32 Ophiuchi

Observation data Epoch J2000 Equinox ICRS
- Constellation: Hercules
- Right ascension: 17^{h} 03^{m} 07.87110^{s}
- Declination: +14° 05′ 31.0140″
- Apparent magnitude (V): 4.97

Characteristics
- Evolutionary stage: asymptotic giant branch
- Spectral type: M3−III
- B−V color index: 1.600±0.007
- Variable type: suspected

Astrometry
- Radial velocity (R_{v}): +43.15±0.15 km/s
- Proper motion (μ): RA: +25.226 mas/yr Dec.: −62.651 mas/yr
- Parallax (π): 8.0197±0.1498 mas
- Distance: 407 ± 8 ly (125 ± 2 pc)
- Absolute magnitude (M_{V}): −0.44

Details
- Mass: 1.60+1.38 −0.75 M_{☉}
- Radius: 63.6±1.2 R_{☉}
- Luminosity: 1,148+111 −193 L_{☉}
- Surface gravity (log g): 1.90 cgs
- Temperature: 3,728±122 K
- Metallicity [Fe/H]: −0.07 dex
- Other designations: 32 Oph, NSV 8142, BD+14°3179, HD 154143, HIP 83430, HR 6337, SAO 102553

Database references
- SIMBAD: data

= 32 Ophiuchi =

Star in the constellation Hercules

32 Ophiuchi is a single star located about 407 light years away from the Sun in the constellation Hercules. It is moving further away from the Sun with a heliocentric radial velocity of +43 km/s. and is visible to the naked eye as a dim, red-hued star with an apparent visual magnitude of 4.97.

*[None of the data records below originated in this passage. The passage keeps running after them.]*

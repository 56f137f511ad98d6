//! Fluent assertion builders for delegates and futures.
//!
//! Routes callable subjects to the capture layer:
//! - `assert_that_fn()` - a zero-argument sync closure
//! - `assert_that_async()` - a zero-argument async closure
//! - `assert_that_future()` - an already-running future
//!
//! Panics thrown by the delegate are captured, never propagated; the
//! `panics()`/`does_not_panic()` family asserts on them, and
//! `succeeds()`/`fails()` unwrap `Result`-returning delegates. Awaiting the
//! user's future inside the capture layer is the only suspension point.

use std::fmt;
use std::future::Future;

use super::builder::{Assertion, Chain};
use crate::capture::{AsyncSubject, CapturedResult, Caught, CaughtKind, Subject};
use crate::condition::{caught_reason, Condition};
use crate::message::ExpressionBuilder;

/// Create an assertion on a zero-argument closure.
///
/// The closure runs lazily, at most once, when the chain is evaluated.
///
/// # Example
///
/// ```rust,ignore
/// use attest::assert_that_fn;
///
/// assert_that_fn(|| risky_parse("x")).panics().contains("invalid").assert();
/// assert_that_fn(|| 2 + 2).returns().is_equal_to(4).assert();
/// ```
pub fn assert_that_fn<R: 'static>(delegate: impl FnOnce() -> R + 'static) -> DelegateAssertion<R> {
    DelegateAssertion {
        chain: Chain::new(
            Subject::from_fn(delegate),
            ExpressionBuilder::new("assert_that_fn", "the delegate"),
        ),
    }
}

/// Builder for assertions on a sync delegate's outcome.
pub struct DelegateAssertion<R> {
    chain: Chain<R>,
}

impl<R: 'static> DelegateAssertion<R> {
    /// Override the subject text used in failure messages. Cosmetic only.
    pub fn named(mut self, subject_expression: &str) -> Self {
        self.chain.expression.set_subject(subject_expression);
        self
    }

    /// Continue with value conditions on the delegate's return value. A
    /// delegate that panics fails whatever condition reads the value.
    pub fn returns(mut self) -> Assertion<R> {
        self.chain.push_call("returns()");
        Assertion {
            chain: self.chain,
            last_expected: None,
        }
    }

    /// Assert the delegate completes without panicking, then continue with
    /// value conditions on its return value.
    pub fn does_not_panic(mut self) -> Assertion<R> {
        self.chain.push_call("does_not_panic()");
        let condition = Condition::raw(
            "complete without panicking",
            |captured: &CapturedResult<R>| match captured.error() {
                None => Ok(()),
                Some(caught) => Err(caught.to_string()),
            },
        );
        self.chain.append(condition);
        Assertion {
            chain: self.chain,
            last_expected: None,
        }
    }

    /// Assert the delegate panics, then continue with string conditions on
    /// the panic message.
    ///
    /// # Example
    ///
    /// ```rust,ignore
    /// assert_that_fn(|| divide(1, 0)).panics().contains("zero").assert();
    /// ```
    pub fn panics(mut self) -> Assertion<String> {
        self.chain.push_call("panics()");
        panic_message_assertion(self.chain)
    }
}

impl<T: 'static, E: fmt::Debug + 'static> DelegateAssertion<Result<T, E>> {
    /// Assert a `Result`-returning delegate succeeds, then continue with
    /// value conditions on the `Ok` value.
    pub fn succeeds(mut self) -> Assertion<T> {
        self.chain.push_call("succeeds()");
        let Chain {
            subject,
            pending,
            expression,
            config_error,
            ..
        } = self.chain;

        let subject = subject.derive(|outcome| match outcome {
            Ok(Ok(value)) => Ok(value),
            Ok(Err(error)) => Err(Caught::error(format!(
                "the delegate returned an error: {error:?}"
            ))),
            Err(caught) => Err(caught),
        });

        let mut chain = Chain {
            subject,
            tree: None,
            pending,
            expression,
            config_error,
        };
        chain.append(Condition::raw(
            "succeed",
            |captured: &CapturedResult<T>| match captured.value() {
                Some(_) => Ok(()),
                None => Err(caught_reason(captured.error())),
            },
        ));
        Assertion {
            chain,
            last_expected: None,
        }
    }
}

impl<T: fmt::Debug + 'static, E: 'static> DelegateAssertion<Result<T, E>> {
    /// Assert a `Result`-returning delegate fails, then continue with value
    /// conditions on the error.
    ///
    /// # Example
    ///
    /// ```rust,ignore
    /// assert_that_fn(|| open_config("missing"))
    ///     .fails()
    ///     .satisfies("a not-found error", |e| e.is_not_found())
    ///     .assert();
    /// ```
    pub fn fails(mut self) -> Assertion<E> {
        self.chain.push_call("fails()");
        let Chain {
            subject,
            pending,
            expression,
            config_error,
            ..
        } = self.chain;

        let subject = subject.derive(|outcome| match outcome {
            Ok(Err(error)) => Ok(error),
            Ok(Ok(value)) => Err(Caught::error(format!(
                "the delegate succeeded with {value:?}"
            ))),
            Err(caught) => Err(caught),
        });

        let mut chain = Chain {
            subject,
            tree: None,
            pending,
            expression,
            config_error,
        };
        chain.append(Condition::raw(
            "return an error",
            |captured: &CapturedResult<E>| match captured.value() {
                Some(_) => Ok(()),
                None => Err(caught_reason(captured.error())),
            },
        ));
        Assertion {
            chain,
            last_expected: None,
        }
    }
}

/// Derive a chain over the panic message and seed it with the baseline
/// "panic happened" condition.
fn panic_message_assertion<R: 'static>(chain: Chain<R>) -> Assertion<String> {
    let Chain {
        subject,
        pending,
        expression,
        config_error,
        ..
    } = chain;

    let subject = subject.derive(|outcome| match outcome {
        Err(caught) if caught.kind() == CaughtKind::Panic => Ok(caught.message().to_string()),
        Err(other) => Err(other),
        Ok(_) => Err(Caught::error("the delegate completed without panicking")),
    });

    let mut chain = Chain {
        subject,
        tree: None,
        pending,
        expression,
        config_error,
    };
    chain.append(Condition::raw(
        "panic",
        |captured: &CapturedResult<String>| match captured.value() {
            Some(_) => Ok(()),
            None => Err(caught_reason(captured.error())),
        },
    ));
    Assertion {
        chain,
        last_expected: None,
    }
}

/// Create an assertion on a zero-argument async closure.
///
/// # Example
///
/// ```rust,ignore
/// use attest::assert_that_async;
///
/// assert_that_async(|| fetch_count())
///     .awaited()
///     .await
///     .is_equal_to(3)
///     .check()?;
/// ```
pub fn assert_that_async<R, F, Fut>(delegate: F) -> AsyncAssertion<R>
where
    R: Send + 'static,
    F: FnOnce() -> Fut + Send + 'static,
    Fut: Future<Output = R> + Send + 'static,
{
    AsyncAssertion {
        subject: AsyncSubject::from_fn(delegate),
        expression: ExpressionBuilder::new("assert_that_async", "the delegate"),
    }
}

/// Create an assertion on an already-running future.
pub fn assert_that_future<R: Send + 'static>(
    future: impl Future<Output = R> + Send + 'static,
) -> AsyncAssertion<R> {
    AsyncAssertion {
        subject: AsyncSubject::from_future(future),
        expression: ExpressionBuilder::new("assert_that_future", "the future"),
    }
}

/// Builder for assertions on an async delegate's outcome. `awaited()`
/// captures the outcome once and hands the chain to the sync vocabulary.
pub struct AsyncAssertion<R> {
    subject: AsyncSubject<R>,
    expression: ExpressionBuilder,
}

impl<R: Send + 'static> AsyncAssertion<R> {
    /// Override the subject text used in failure messages. Cosmetic only.
    pub fn named(mut self, subject_expression: &str) -> Self {
        self.expression.set_subject(subject_expression);
        self
    }

    /// Await the delegate exactly once and continue with value conditions
    /// on the captured outcome.
    pub async fn awaited(mut self) -> Assertion<R> {
        self.expression.push("awaited()");
        let captured = self.subject.resolve_owned().await;
        Assertion {
            chain: Chain::new(Subject::from_captured(captured), self.expression),
            last_expected: None,
        }
    }

    /// Assert the future panics, then continue with string conditions on
    /// the panic message.
    pub async fn panics(mut self) -> Assertion<String> {
        self.expression.push("panics()");
        let captured = self.subject.resolve_owned().await;
        panic_message_assertion(Chain::new(Subject::from_captured(captured), self.expression))
    }
}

This is an aging red giant star on the asymptotic giant branch with a stellar classification of M3−III. Having exhausted the supply of hydrogen at its core it has expanded to 63 times the radius of the Sun. The star is radiating over a thounsand times the luminosity of the Sun from its swollen photosphere at an effective temperature of around ±3,728 K.

32 Ophiuchi is a suspected variable star with a brightness range of about 0.1 magnitudes.